IT’S a moment permanently etched in Lorraine O’Donnell’s memory – the piercing screams for help, the dogs covered in blood, the tiny girl laying dead on the floor.
Ms O’Donnell, who was babysitting toddler Ruby-Lea Burke when she was mauled to death at Whitton in 2009, has backed calls for a ban on dangerous dogs in the wake of another fatal attack in the Riverina last week.
Sunday’s attack in Deniliquin had eerie similarities to the Whitton incident – both involved bull mastiff-crosses and both occured when toddlers innocently opened the rear door of the homes.
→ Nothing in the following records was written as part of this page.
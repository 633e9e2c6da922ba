use crate::config::{EnvSource, SCANNER_ENV_VARS};
use crate::runner::exit_code;
use std::path::{Path, PathBuf};
use std::process::{Command, Stdio};
use thiserror::Error;
use tracing::info;

/// Container runtime types supported
#[derive(Debug, Clone, PartialEq, Eq)]
pub enum ContainerRuntime {
    /// Podman container runtime
    Podman,
    /// Docker container runtime
    Docker,
    /// No container runtime available
    None,
}

impl ContainerRuntime {
    /// Get the command name for this runtime
    pub fn command(&self) -> &'static str {
        match self {
            ContainerRuntime::Podman => "podman",
            ContainerRuntime::Docker => "docker",
            ContainerRuntime::None => "",
        }
    }

    /// Check if this runtime is available
    pub fn is_available(&self) -> bool {
        matches!(self, ContainerRuntime::Podman | ContainerRuntime::Docker)
    }
}

/// Container operation errors
#[derive(Error, Debug)]
pub enum ContainerError {
    /// No container runtime is available
    #[error("No container runtime available. Please install Docker or Podman to run the containerized pipeline.")]
    NoRuntimeAvailable,

    /// Container image not found
    #[error("Container image '{image}' not found. {suggestion}")]
    ImageNotFound { image: String, suggestion: String },

    /// Image build failed
    #[error("Failed to build image: {0}")]
    Build(#[from] image_builder::ImageBuilderError),

    /// Container failed to start
    #[error("Failed to start container '{name}': {reason}")]
    ContainerStartFailed { name: String, reason: String },

    /// No binary the Linux image can run as its entrypoint
    #[error("Cannot use the running {host_os} executable as the image entrypoint. Pass --entrypoint-binary with a Linux build of orchestrator (a musl target is the most portable).")]
    EntrypointUnavailable { host_os: String },

    /// Command execution failed
    #[error("Command execution failed: {command}")]
    CommandFailed { command: String },

    /// IO error
    #[error("IO error: {0}")]
    Io(#[from] std::io::Error),
}

pub type ContainerResult<T> = Result<T, ContainerError>;

/// Configuration for running the pipeline image
#[derive(Debug, Clone)]
pub struct ContainerRunConfig {
    /// Image to run
    pub image: String,
    /// Container name for the instance
    pub container_name: String,
    /// Host directory mounted at `/app`
    pub work_dir: PathBuf,
    /// Names of environment variables forwarded into the container. Values
    /// are read by the runtime from its inherited environment.
    pub env_vars: Vec<String>,
    /// Map `host.docker.internal` to the host gateway
    pub add_host_gateway: bool,
    /// Additional container arguments
    pub additional_args: Vec<String>,
}

impl Default for ContainerRunConfig {
    fn default() -> Self {
        Self {
            image: image_builder::DEFAULT_IMAGE_TAG.to_string(),
            container_name: "quality-pipeline".to_string(),
            work_dir: PathBuf::from("."),
            env_vars: Vec::new(),
            add_host_gateway: true,
            additional_args: Vec::new(),
        }
    }
}

/// Detect available container runtime in order of preference
pub fn detect_runtime() -> ContainerRuntime {
    // Try Podman first (often better for rootless containers)
    if runtime_responds("podman") {
        return ContainerRuntime::Podman;
    }

    // Fall back to Docker
    if runtime_responds("docker") {
        return ContainerRuntime::Docker;
    }

    ContainerRuntime::None
}

fn runtime_responds(command: &str) -> bool {
    Command::new(command)
        .arg("--version")
        .stdout(Stdio::null())
        .stderr(Stdio::null())
        .status()
        .is_ok_and(|status| status.success())
}

/// Verify that a container image exists locally
pub fn verify_image_exists(runtime: &ContainerRuntime, image_name: &str) -> ContainerResult<bool> {
    if !runtime.is_available() {
        return Err(ContainerError::NoRuntimeAvailable);
    }

    let status = Command::new(runtime.command())
        .args(["image", "inspect", image_name])
        .stdout(Stdio::null())
        .stderr(Stdio::null())
        .status()
        .map_err(|_e| ContainerError::CommandFailed {
            command: format!("{} image inspect {}", runtime.command(), image_name),
        })?;

    Ok(status.success())
}

/// Scanner variables that are set and non-empty. Unset ones are left out so
/// the container variant's own defaults apply inside the container.
pub fn forwarded_env(env: &dyn EnvSource) -> Vec<String> {
    SCANNER_ENV_VARS
        .iter()
        .filter(|name| env.non_empty(name).is_some())
        .map(|name| name.to_string())
        .collect()
}

/// Binary installed as the image entrypoint. The running executable is only
/// usable when the host is Linux; elsewhere an explicit path is required.
pub fn resolve_entrypoint_binary(explicit: Option<&Path>) -> ContainerResult<PathBuf> {
    if let Some(path) = explicit {
        return Ok(path.to_path_buf());
    }
    entrypoint_for_host(std::env::consts::OS)
}

fn entrypoint_for_host(host_os: &str) -> ContainerResult<PathBuf> {
    if host_os != "linux" {
        return Err(ContainerError::EntrypointUnavailable {
            host_os: host_os.to_string(),
        });
    }
    Ok(std::env::current_exe()?)
}

/// Arguments for `<runtime> run ...`
pub fn run_args(config: &ContainerRunConfig, work_dir: &Path) -> Vec<String> {
    let mut args = vec![
        "run".to_string(),
        "--rm".to_string(),
        "--name".to_string(),
        config.container_name.clone(),
    ];

    if config.add_host_gateway {
        args.push("--add-host".to_string());
        args.push("host.docker.internal:host-gateway".to_string());
    }

    args.push("-v".to_string());
    args.push(format!("{}:/app", work_dir.display()));
    args.push("-w".to_string());
    args.push("/app".to_string());

    // name-only `-e` keeps secret values off the runtime's command line
    for name in &config.env_vars {
        args.push("-e".to_string());
        args.push(name.clone());
    }

    args.extend(config.additional_args.iter().cloned());
    args.push(config.image.clone());
    args
}

/// Run the pipeline image in the foreground and return its exit code.
pub fn run_pipeline_container(
    runtime: &ContainerRuntime,
    config: &ContainerRunConfig,
) -> ContainerResult<i32> {
    if !runtime.is_available() {
        return Err(ContainerError::NoRuntimeAvailable);
    }

    if !verify_image_exists(runtime, &config.image)? {
        return Err(ContainerError::ImageNotFound {
            image: config.image.clone(),
            suggestion: "Build it first with `orchestrator container` (without --no-build)."
                .to_string(),
        });
    }

    // bind mounts need an absolute host path
    let work_dir = config.work_dir.canonicalize()?;

    // Clean up any leftover container with the same name
    let _ = Command::new(runtime.command())
        .args(["rm", "-f", &config.container_name])
        .stdout(Stdio::null())
        .stderr(Stdio::null())
        .status();

    let args = run_args(config, &work_dir);
    info!("Starting container: {}", config.container_name);

    let status = Command::new(runtime.command())
        .args(&args)
        .status()
        .map_err(|e| ContainerError::ContainerStartFailed {
            name: config.container_name.clone(),
            reason: e.to_string(),
        })?;

    Ok(exit_code(status))
}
“When I heard about the Deniliquin attack my blood ran cold,” Ms O’Donnell said.
“Ruby-Lea is in my mind every minute, every hour of every day. I really feel for the family of this latest victim.
“You should never trust a dog, no matter how big or small it is. I learned the lesson the hard way.”
She said while dogs weren’t “born evil”, there should be tighter restrictions put on dangerous breeds and more emphasis placed on responsible ownership.
“The attack on Ruby-Lea happened because I wasn’t the pack leader of those dogs,” Ms O’Donnell said.
“If I was, it wouldn’t have happened.”
She said she still owned a dog – a blue heeler – but kept it outside and ensured it had proper training.
All Creatures Great and Small vet clinic’s Dr Brian Taylor said it was critical owners remained the “alpha” over their dogs.
“The owner needs to be the alpha, the boss, and if you don’t have that relationship you could have problems,” Dr Taylor said.
“And they don’t have to be big dogs to be dangerous; the average Jack Russell requires a pretty big stick.”